[datatable-help] eval(eval issue
Matthew Dowle
mdowle at mdowle.plus.com
Sun Aug 14 14:48:41 CEST 2011
Thanks - reproduced. It seems to be the line
tmp <- summary(x[!is.na(x)])
in percent_in_category. summary's return type is different for factors.
The error doesn't seem to be a data.table one, and looks correct. I
downgraded to 1.6.2 and the same error happens there, so I couldn't
reproduce any change in behaviour I'm afraid. Maybe the difference is
higher up/earlier in the real code.
Matthew
On Sun, 2011-08-14 at 06:22 -0500, Damian Betebenner wrote:
> Thanks Matthew,
>
> Updated to 1.6.4 from 1.6.2 and the error started.

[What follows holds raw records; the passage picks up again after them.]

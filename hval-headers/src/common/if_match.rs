use http::HeaderValue;

use super::ETag;
use crate::Error;
use crate::util::{decode_list, decode_single};
use crate::value::{EntityTag, EntityTagMatch};

/// `If-Match` header, defined in
/// [RFC9110](https://www.rfc-editor.org/rfc/rfc9110#section-13.1.1)
///
/// The `If-Match` header field makes the request method conditional on
/// the recipient origin server either having at least one current
/// representation of the target resource, when the field-value is "*",
/// or having a current representation of the target resource that has an
/// entity-tag matching a member of the list of entity-tags provided in
/// the field-value.
///
/// An origin server MUST use the strong comparison function when
/// comparing entity-tags for `If-Match`, since the client
/// intends this precondition to prevent the method from being applied if
/// there have been any changes to the representation data.
///
/// # ABNF
///
/// ```text
/// If-Match = "*" / 1#entity-tag
/// ```
///
/// # Example values
///
/// * `"xyzzy"`
/// * "xyzzy", "r2d2xxxx", "c3piozzzz"
///
/// # Examples
///
/// ```
/// use hval_headers::IfMatch;
///
/// let if_match = IfMatch::any();
/// ```
#[derive(Clone, Debug, PartialEq, Eq)]
pub struct IfMatch(pub EntityTagMatch);

/// `*` is only valid as the sole field line; several lines
/// combine into a single list of entity tags.
pub(super) fn decode_entity_tag_match<'i, I>(values: &mut I) -> Result<EntityTagMatch, Error>
where
    I: Iterator<Item = &'i HeaderValue>,
{
    let lines: Vec<&HeaderValue> = values.collect();
    if lines.len() == 1 {
        decode_single(&mut lines.into_iter())
    } else {
        decode_list::<EntityTag, _>(&mut lines.into_iter()).map(EntityTagMatch::Tags)
    }
}

impl crate::TypedHeader for IfMatch {
    fn name() -> &'static ::http::header::HeaderName {
        &::http::header::IF_MATCH
    }
}

impl crate::HeaderDecode for IfMatch {
    fn decode<'i, I>(values: &mut I) -> Result<Self, Error>
    where
        I: Iterator<Item = &'i HeaderValue>,
    {
        decode_entity_tag_match(values).map(Self)
    }
}

impl crate::HeaderEncode for IfMatch {
    fn encode<E: Extend<HeaderValue>>(&self, values: &mut E) {
        values.extend(crate::util::encode_display(&self.0));
    }
}

impl IfMatch {
    /// Create a new `If-Match: *` header.
    #[must_use]
    pub fn any() -> Self {
        Self(EntityTagMatch::Any)
    }

    /// Returns whether this is `If-Match: *`, matching any entity tag.
    #[must_use]
    pub fn is_any(&self) -> bool {
        matches!(self.0, EntityTagMatch::Any)
    }

    /// Checks whether the `ETag` strongly matches.
    #[must_use]
    pub fn precondition_passes(&self, etag: &ETag) -> bool {
        self.0.matches_strong(&etag.0)
    }
}

impl From<ETag> for IfMatch {
    fn from(etag: ETag) -> Self {
        Self(EntityTagMatch::Tags(hval_utils::collections::NonEmptyVec::new(etag.0)))
    }
}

Using R 2.13.0.
>
> The issue (now somewhat of a non-issue) arises because I was mistakenly passing a character vector instead of a factor. When a factor gets passed there
> is no problem. I'm not completely sure why this was working previously and now there's a problem. It did, however, root out an inconsistency in my data
> that needed fixing :-)
>
>
>
> Here's a example:
>
>
> ### Some toy data
>
> my.factor.levels <- c('Catch Up: Yes', 'Catch Up: No', 'Keep Up: Yes', 'Keep Up: No')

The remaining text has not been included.